The University of Pennsylvania Health System is collaborating with the Leonard Davis Institute for Health Incentives to introduce the new Center for Innovations in Health Care Financing.

The recently-opened center combines faculty from Wharton and Penn Med to research how ideas in behavioral economics — the study of how social, cognitive and emotional factors influence our economic decisions — can be used to improve patient health and reduce healthcare costs.

The United States spends approximately 2.5 trillion dollars in health care each year according to Kevin Volpp, director of the LDI Center for Health Incentives and co-leader of the Center for Health Care Financing. “There is a big need for people to figure out how to make more effective use of the money spent in healthcare in order to achieve cost-effective improvements,” Volpp said.
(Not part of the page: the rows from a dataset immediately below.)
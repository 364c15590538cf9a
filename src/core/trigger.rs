//! Viewport trigger registry.
//!
//! Registrations bind an element and a pair of thresholds to scroll-position
//! events. The registry is fed one scroll position per frame and reports the
//! crossings of that frame as [`TriggerEvent`]s, ordered by the crossed
//! threshold in the direction of travel. Boundaries are measured lazily
//! through [`Layout`] on [`TriggerRegistry::refresh`].

use super::{Bounds, ElementId, Layout, ParseError};
use smallvec::SmallVec;
use std::str::FromStr;

/// A position inside a box (element or viewport).
#[derive(Clone, Copy, Debug, PartialEq)]
pub enum Offset {
    /// 0.0 is the top edge, 1.0 the bottom edge.
    Fraction(f32),
    Pixels(f32),
}

impl Offset {
    #[inline]
    fn resolve(self, extent: f32) -> f32 {
        match self {
            Offset::Fraction(f) => f * extent,
            Offset::Pixels(px) => px,
        }
    }

    fn parse(token: &str) -> Option<Self> {
        match token {
            "top" => Some(Offset::Fraction(0.0)),
            "center" => Some(Offset::Fraction(0.5)),
            "bottom" => Some(Offset::Fraction(1.0)),
            t => {
                if let Some(pct) = t.strip_suffix('%') {
                    pct.parse::<f32>().ok().map(|p| Offset::Fraction(p / 100.0))
                } else {
                    t.strip_suffix("px")
                        .unwrap_or(t)
                        .parse::<f32>()
                        .ok()
                        .map(Offset::Pixels)
                }
            }
        }
    }
}

/// "When `element` reaches `viewport`", e.g. `top 85%`: the element's top
/// edge is 85% of the way down the viewport.
#[derive(Clone, Copy, Debug, PartialEq)]
pub struct Threshold {
    pub element: Offset,
    pub viewport: Offset,
}

impl Threshold {
    /// Element top edge at `viewport_pct` percent of the viewport height.
    pub fn top(viewport_pct: f32) -> Self {
        Self {
            element: Offset::Fraction(0.0),
            viewport: Offset::Fraction(viewport_pct / 100.0),
        }
    }

    /// Element bottom edge at `viewport_pct` percent of the viewport height.
    pub fn bottom(viewport_pct: f32) -> Self {
        Self {
            element: Offset::Fraction(1.0),
            viewport: Offset::Fraction(viewport_pct / 100.0),
        }
    }
}

/// A scroll offset at which something starts or ends.
#[derive(Clone, Copy, Debug, PartialEq)]
pub enum ScrollPoint {
    Absolute(f32),
    /// Bottom of the scrollable extent.
    Max,
    Relative(Threshold),
}

impl ScrollPoint {
    pub fn top(viewport_pct: f32) -> Self {
        ScrollPoint::Relative(Threshold::top(viewport_pct))
    }

    pub fn bottom(viewport_pct: f32) -> Self {
        ScrollPoint::Relative(Threshold::bottom(viewport_pct))
    }

    /// Resolve to a scroll offset; `None` when an element-relative point
    /// has no measurable element.
    pub fn resolve(&self, bounds: Option<Bounds>, viewport_height: f32, max_scroll: f32) -> Option<f32> {
        match self {
            ScrollPoint::Absolute(px) => Some(*px),
            ScrollPoint::Max => Some(max_scroll),
            ScrollPoint::Relative(th) => bounds.map(|b| {
                b.top + th.element.resolve(b.height) - th.viewport.resolve(viewport_height)
            }),
        }
    }
}

impl FromStr for ScrollPoint {
    type Err = ParseError;

    fn from_str(s: &str) -> Result<Self, Self::Err> {
        let bad = || ParseError::Threshold(s.to_string());
        let tokens: Vec<&str> = s.split_whitespace().collect();
        match tokens.as_slice() {
            ["max"] => Ok(ScrollPoint::Max),
            [single] => single
                .strip_suffix("px")
                .unwrap_or(single)
                .parse::<f32>()
                .map(ScrollPoint::Absolute)
                .map_err(|_| bad()),
            [element, viewport] => {
                let element = Offset::parse(element).ok_or_else(bad)?;
                let viewport = Offset::parse(viewport).ok_or_else(bad)?;
                Ok(ScrollPoint::Relative(Threshold { element, viewport }))
            }
            _ => Err(bad()),
        }
    }
}

/// Lifetime of a registration. `Global` ones live until teardown.
#[derive(Clone, Copy, Debug, PartialEq, Eq, Hash)]
pub enum Scope {
    Global,
    /// Section layout, rebuilt when the narrow layout switches on or off.
    Responsive,
    /// Depth-stack planes, rebuilt on every breakpoint change.
    Stack,
}

#[derive(Clone, Debug, PartialEq)]
pub struct TriggerConfig {
    pub target: Option<ElementId>,
    pub start: ScrollPoint,
    pub end: Option<ScrollPoint>,
    /// Fire `Enter` once, then detach.
    pub once: bool,
    /// Report scrubbed progress, smoothed over this many seconds.
    pub scrub: Option<f32>,
    /// Report every position change.
    pub watch: bool,
    pub scope: Scope,
}

impl TriggerConfig {
    pub fn new(target: ElementId, start: ScrollPoint) -> Self {
        Self {
            target: Some(target),
            start,
            end: None,
            once: false,
            scrub: None,
            watch: false,
            scope: Scope::Global,
        }
    }

    /// Whole-page trigger spanning `0..max`.
    pub fn page() -> Self {
        Self {
            target: None,
            start: ScrollPoint::Absolute(0.0),
            end: Some(ScrollPoint::Max),
            once: false,
            scrub: None,
            watch: false,
            scope: Scope::Global,
        }
    }

    pub fn once(mut self) -> Self {
        self.once = true;
        self
    }

    pub fn end(mut self, end: ScrollPoint) -> Self {
        self.end = Some(end);
        self
    }

    pub fn scrub(mut self, lag: f32) -> Self {
        self.scrub = Some(lag.max(0.0));
        self
    }

    pub fn watch(mut self) -> Self {
        self.watch = true;
        self
    }

    pub fn scope(mut self, scope: Scope) -> Self {
        self.scope = scope;
        self
    }
}

#[derive(Clone, Copy, Debug, PartialEq)]
pub struct BatchConfig {
    pub start: ScrollPoint,
    pub once: bool,
    pub scope: Scope,
}

impl BatchConfig {
    pub fn once(start: ScrollPoint, scope: Scope) -> Self {
        Self {
            start,
            once: true,
            scope,
        }
    }
}

#[derive(Clone, Copy, Debug, PartialEq, Eq, Hash, PartialOrd, Ord)]
pub struct TriggerId(pub u32);

#[derive(Clone, Copy, Debug, PartialEq, Eq, Hash, PartialOrd, Ord)]
pub struct BatchId(pub u32);

pub type ElementSet = SmallVec<[ElementId; 8]>;

#[derive(Clone, Debug, PartialEq)]
pub enum TriggerEvent {
    Enter(TriggerId),
    LeaveBack(TriggerId),
    Progress(TriggerId, f32),
    Update(TriggerId, f32),
    /// Every batch member that entered during one update.
    BatchEnter { batch: BatchId, elements: ElementSet },
}

#[derive(Clone, Debug)]
struct Registration {
    id: TriggerId,
    config: TriggerConfig,
    start: Option<f32>,
    end: Option<f32>,
    past: bool,
    fired: bool,
    progress: Option<f32>,
    live: bool,
}

#[derive(Clone, Debug)]
struct Member {
    element: ElementId,
    start: Option<f32>,
    past: bool,
    live: bool,
}

#[derive(Clone, Debug)]
struct Batch {
    id: BatchId,
    config: BatchConfig,
    members: Vec<Member>,
}

pub struct TriggerRegistry {
    registrations: Vec<Registration>,
    batches: Vec<Batch>,
    viewport_height: f32,
    max_scroll: Option<f32>,
    last_scroll: Option<f32>,
    next_id: u32,
    stale: bool,
}

impl Default for TriggerRegistry {
    fn default() -> Self {
        Self::new()
    }
}

impl TriggerRegistry {
    pub fn new() -> Self {
        Self {
            registrations: Vec::new(),
            batches: Vec::new(),
            viewport_height: 0.0,
            max_scroll: None,
            last_scroll: None,
            next_id: 1,
            stale: false,
        }
    }

    fn next(&mut self) -> u32 {
        let id = self.next_id;
        self.next_id += 1;
        id
    }

    /// Add a registration. It stays inert until the next [`refresh`](Self::refresh).
    pub fn register(&mut self, config: TriggerConfig) -> TriggerId {
        let id = TriggerId(self.next());
        self.registrations.push(Registration {
            id,
            config,
            start: None,
            end: None,
            past: false,
            fired: false,
            progress: None,
            live: true,
        });
        self.stale = true;
        id
    }

    /// Group `elements` under one coalesced enter event.
    pub fn batch(&mut self, elements: &[ElementId], config: BatchConfig) -> BatchId {
        let id = BatchId(self.next());
        self.batches.push(Batch {
            id,
            config,
            members: elements
                .iter()
                .map(|e| Member {
                    element: *e,
                    start: None,
                    past: false,
                    live: true,
                })
                .collect(),
        });
        self.stale = true;
        id
    }

    /// True when registrations were added since the last refresh.
    pub fn needs_refresh(&self) -> bool {
        self.stale
    }

    /// Recompute every boundary. `hard` also re-measures the scroll extent.
    pub fn refresh(&mut self, layout: &dyn Layout, hard: bool) {
        self.viewport_height = layout.viewport_height();
        if hard || self.max_scroll.is_none() {
            self.max_scroll = Some(layout.max_scroll());
        }
        let vh = self.viewport_height;
        let max = self.max_scroll.unwrap_or(0.0);
        for reg in self.registrations.iter_mut().filter(|r| r.live) {
            let bounds = reg.config.target.and_then(|t| layout.bounds(t));
            reg.start = reg.config.start.resolve(bounds, vh, max);
            reg.end = reg.config.end.and_then(|e| e.resolve(bounds, vh, max));
        }
        for batch in &mut self.batches {
            let start = batch.config.start;
            for m in batch.members.iter_mut().filter(|m| m.live) {
                m.start = start.resolve(layout.bounds(m.element), vh, max);
            }
        }
        self.stale = false;
        log::debug!(
            "[trigger] refresh hard={} triggers={} vh={:.0} max={:.0}",
            hard,
            self.live_count(),
            vh,
            max
        );
    }

    /// Evaluate all registrations against `scroll`. `dt` drives scrub lag.
    pub fn update(&mut self, scroll: f32, dt: f32, out: &mut Vec<TriggerEvent>) {
        let prev = self.last_scroll;
        let moved = prev != Some(scroll);
        let downward = prev.map_or(true, |p| scroll >= p);

        let mut crossings: Vec<(f32, TriggerEvent)> = Vec::new();
        let mut scrubbed: Vec<(f32, TriggerEvent)> = Vec::new();
        let mut watched: Vec<TriggerEvent> = Vec::new();

        for reg in self.registrations.iter_mut().filter(|r| r.live) {
            let Some(start) = reg.start else { continue };
            if let Some(lag) = reg.config.scrub {
                let target = scrub_target(scroll, start, reg.end);
                let next = match reg.progress {
                    None => target,
                    Some(p) => smooth(p, target, lag, dt),
                };
                if reg.progress.map_or(true, |p| (next - p).abs() > 1e-6) {
                    scrubbed.push((start, TriggerEvent::Progress(reg.id, next)));
                }
                reg.progress = Some(next);
            } else {
                let now_past = scroll >= start;
                if now_past && !reg.past && !(reg.config.once && reg.fired) {
                    reg.fired = true;
                    crossings.push((start, TriggerEvent::Enter(reg.id)));
                    if reg.config.once {
                        reg.live = false;
                    }
                } else if !now_past && reg.past && !reg.config.once {
                    crossings.push((start, TriggerEvent::LeaveBack(reg.id)));
                }
                reg.past = now_past;
            }
            if reg.config.watch && moved {
                watched.push(TriggerEvent::Update(reg.id, scroll));
            }
        }

        for batch in &mut self.batches {
            let mut entered = ElementSet::new();
            let mut first = f32::INFINITY;
            for m in batch.members.iter_mut().filter(|m| m.live) {
                let Some(start) = m.start else { continue };
                let now_past = scroll >= start;
                if now_past && !m.past {
                    entered.push(m.element);
                    first = first.min(start);
                    if batch.config.once {
                        m.live = false;
                    }
                }
                m.past = now_past;
            }
            if !entered.is_empty() {
                crossings.push((
                    first,
                    TriggerEvent::BatchEnter {
                        batch: batch.id,
                        elements: entered,
                    },
                ));
            }
        }

        sort_by_travel(&mut crossings, downward);
        sort_by_travel(&mut scrubbed, downward);
        out.extend(crossings.into_iter().map(|(_, e)| e));
        out.extend(scrubbed.into_iter().map(|(_, e)| e));
        out.extend(watched);
        self.last_scroll = Some(scroll);
    }

    /// Detach every registration and batch of `scope`.
    pub fn kill_scope(&mut self, scope: Scope) {
        self.registrations.retain(|r| r.config.scope != scope);
        self.batches.retain(|b| b.config.scope != scope);
    }

    pub fn kill_all(&mut self) {
        self.registrations.clear();
        self.batches.clear();
    }

    pub fn is_live(&self, id: TriggerId) -> bool {
        self.registrations.iter().any(|r| r.id == id && r.live)
    }

    pub fn has_batch(&self, id: BatchId) -> bool {
        self.batches
            .iter()
            .any(|b| b.id == id && b.members.iter().any(|m| m.live))
    }

    /// Live registrations plus live batch members.
    pub fn live_count(&self) -> usize {
        self.registrations.iter().filter(|r| r.live).count()
            + self
                .batches
                .iter()
                .map(|b| b.members.iter().filter(|m| m.live).count())
                .sum::<usize>()
    }

    pub fn max_scroll(&self) -> Option<f32> {
        self.max_scroll
    }
}

#[inline]
fn scrub_target(scroll: f32, start: f32, end: Option<f32>) -> f32 {
    match end {
        Some(end) if end > start => ((scroll - start) / (end - start)).clamp(0.0, 1.0),
        _ => {
            if scroll >= start {
                1.0
            } else {
                0.0
            }
        }
    }
}

#[inline]
fn smooth(current: f32, target: f32, lag: f32, dt: f32) -> f32 {
    if lag <= 0.0 {
        return target;
    }
    let alpha = 1.0 - (-dt.max(0.0) / lag).exp();
    let next = current + (target - current) * alpha;
    if (target - next).abs() < 1e-3 {
        target
    } else {
        next
    }
}

// Stable, so equal thresholds keep registration order.
fn sort_by_travel(events: &mut [(f32, TriggerEvent)], downward: bool) {
    events.sort_by(|a, b| {
        let ord = a.0.partial_cmp(&b.0).unwrap_or(std::cmp::Ordering::Equal);
        if downward {
            ord
        } else {
            ord.reverse()
        }
    });
}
Research initiatives have not yet begun for the center, but should start later this fall, according to Volpp.

The center seeks to meet this need by taking advantage of the “largely unrealized potential for synergy between faculty in health economics and behavioral economics,” Volpp explained. The center will “catalyze new research activity” between these disciplines in order to achieve a greater value in health care.

One of the premier goals of the center is to think more critically about how behavioral economics can help solve health problems. “Nobody in the country has really figured out how to use behavioral economics to improve healthcare delivery,” Volpp said.

“Behavioral economics is a kind of theory about everyday life, not just a theory about health care,” said David Asch, executive director of the LDI and professor of Health Care Management and Economics at Wharton. “We don’t always do things in our best interest. People smoke, people eat chocolate cake, people don’t wear their seatbelts. Behavioral economics is an approach to thinking why we make those errors and if there are ways to correct them.”

One insight from behavioral economics is the idea of healthcare incentives. “An incentive might be monetary rewards like lottery tickets or non-monetary rewards like the ‘weight-loss of the month’ award,” Mark Pauly, professor of Health Care Management at Wharton said. “We are all motivated by a combination of financial and non-financial incentives,” he said, adding that the new center aims “to find incentives to get people to adopt changes to keep them healthier.”

“Most of the things we do are not related to our health care,” Asch said. “Unless healthcare systems can think of the psychology of everyday life, they are missing out on the enormous opportunities to improve their health and health care. As long as we are constrained to the walls of the doctor’s office … we are going to be very limited on what we can do.”